====== Study material
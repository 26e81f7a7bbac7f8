//! Run configuration: CLI surface and the resolved settings.

use clap::Parser;
use shared::{state_segment_name, sync_segment_name, GridlockError, Result, MAX_AGENTS};
use std::path::PathBuf;
use std::time::{Duration, SystemTime, UNIX_EPOCH};

/// Command-line surface of the `gridlock` binary.
#[derive(Parser, Debug)]
#[command(name = "gridlock")]
#[command(about = "Multi-process territory-capture arena over shared memory")]
pub struct Cli {
    /// Board width in cells
    #[arg(short, long, default_value_t = 10)]
    pub width: u32,

    /// Board height in cells
    #[arg(long, default_value_t = 10)]
    pub height: u32,

    /// Per-turn poll window in milliseconds
    #[arg(short, long, default_value_t = 200)]
    pub delay: u64,

    /// Global inter-valid-move timeout in seconds; 0 disables it
    #[arg(short, long, default_value_t = 10)]
    pub timeout: u64,

    /// Per-agent response timeout in milliseconds; 0 means wait the full
    /// poll window without charging a timeout
    #[arg(long, default_value_t = 0)]
    pub agent_timeout: u64,

    /// Board seed; defaults to the wall clock
    #[arg(short, long)]
    pub seed: Option<u64>,

    /// Observer binary to spawn; no observer when absent
    #[arg(short = 'v', long)]
    pub view: Option<PathBuf>,

    /// Safety cap on total rounds
    #[arg(long, default_value_t = 200)]
    pub max_rounds: u32,

    /// Emit the final summary as JSON instead of a table
    #[arg(long)]
    pub json: bool,

    /// Agent binaries, one per slot
    #[arg(required = true)]
    pub agents: Vec<PathBuf>,
}

/// Resolved settings for one run. Built from [`Cli`] in the binary;
/// integration tests construct it directly.
#[derive(Debug, Clone)]
pub struct Config {
    pub width: u32,
    pub height: u32,
    /// How long one granted turn may wait for a byte.
    pub delay: Duration,
    /// Run-wide deadline since the last valid move.
    pub global_timeout: Option<Duration>,
    /// When set, an expiring turn charges the agent one timeout.
    pub agent_timeout: Option<Duration>,
    pub seed: u64,
    pub view: Option<PathBuf>,
    pub max_rounds: u32,
    pub json: bool,
    pub agents: Vec<PathBuf>,
    /// Segment names, overridable through the environment so concurrent
    /// runs on one machine stay isolated.
    pub state_segment: String,
    pub sync_segment: String,
}

impl Config {
    pub fn from_cli(cli: Cli) -> Result<Self> {
        if cli.agents.len() > MAX_AGENTS {
            return Err(GridlockError::Config(format!(
                "{} agents given, at most {MAX_AGENTS} slots exist",
                cli.agents.len()
            )));
        }
        let seed = match cli.seed {
            Some(seed) => seed,
            None => SystemTime::now()
                .duration_since(UNIX_EPOCH)
                .map(|d| d.as_secs())
                .unwrap_or(0),
        };
        Ok(Self {
            width: cli.width,
            height: cli.height,
            delay: Duration::from_millis(cli.delay),
            global_timeout: match cli.timeout {
                0 => None,
                secs => Some(Duration::from_secs(secs)),
            },
            agent_timeout: match cli.agent_timeout {
                0 => None,
                ms => Some(Duration::from_millis(ms)),
            },
            seed,
            view: cli.view,
            max_rounds: cli.max_rounds,
            json: cli.json,
            agents: cli.agents,
            state_segment: state_segment_name(),
            sync_segment: sync_segment_name(),
        })
    }

    /// The wait window for one granted turn.
    pub fn turn_wait(&self) -> Duration {
        self.agent_timeout.unwrap_or(self.delay)
    }
}

#[cfg(test)]
mod tests {
    use super::*;

    fn parse(args: &[&str]) -> Config {
        Config::from_cli(Cli::try_parse_from(args).unwrap()).unwrap()
    }

    #[test]
    fn test_default_config() {
        let cfg = parse(&["gridlock", "./player"]);
        assert_eq!(cfg.width, 10);
        assert_eq!(cfg.height, 10);
        assert_eq!(cfg.delay, Duration::from_millis(200));
        assert_eq!(cfg.global_timeout, Some(Duration::from_secs(10)));
        assert_eq!(cfg.agent_timeout, None);
        assert!(cfg.view.is_none());
        assert_eq!(cfg.max_rounds, 200);
        assert!(!cfg.json);
        assert_eq!(cfg.agents, vec![PathBuf::from("./player")]);
    }

    #[test]
    fn test_custom_config() {
        let cfg = parse(&[
            "gridlock", "-w", "25", "--height", "30", "-v", "./vista", "./p1", "./p2",
        ]);
        assert_eq!(cfg.width, 25);
        assert_eq!(cfg.height, 30);
        assert_eq!(cfg.delay, Duration::from_millis(200));
        assert_eq!(cfg.global_timeout, Some(Duration::from_secs(10)));
        assert_eq!(cfg.view, Some(PathBuf::from("./vista")));
        assert_eq!(
            cfg.agents,
            vec![PathBuf::from("./p1"), PathBuf::from("./p2")]
        );
    }

    #[test]
    fn test_zero_timeouts_disable() {
        let cfg = parse(&["gridlock", "-t", "0", "--agent-timeout", "0", "./p"]);
        assert_eq!(cfg.global_timeout, None);
        assert_eq!(cfg.agent_timeout, None);
        // With no per-agent timeout the turn wait falls back to the poll
        // window.
        assert_eq!(cfg.turn_wait(), cfg.delay);
    }

    #[test]
    fn test_agent_timeout_bounds_turn_wait() {
        let cfg = parse(&["gridlock", "--agent-timeout", "50", "./p"]);
        assert_eq!(cfg.turn_wait(), Duration::from_millis(50));
    }

    #[test]
    fn test_bad_argument() {
        assert!(Cli::try_parse_from(["gridlock", "-j", "./p1"]).is_err());
    }

    #[test]
    fn test_no_agents() {
        assert!(Cli::try_parse_from(["gridlock", "-w", "25"]).is_err());
    }

    #[test]
    fn test_too_many_agents() {
        let mut args = vec!["gridlock"];
        args.extend(["./p"; 10]);
        let cli = Cli::try_parse_from(args).unwrap();
        assert!(Config::from_cli(cli).is_err());
    }

    #[test]
    fn test_fixed_seed_is_kept() {
        let cfg = parse(&["gridlock", "-s", "42", "./p"]);
        assert_eq!(cfg.seed, 42);
    }
}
============
What you should do >> State the number of lines in the records that include "granted", and write nothing else.

Response >> 2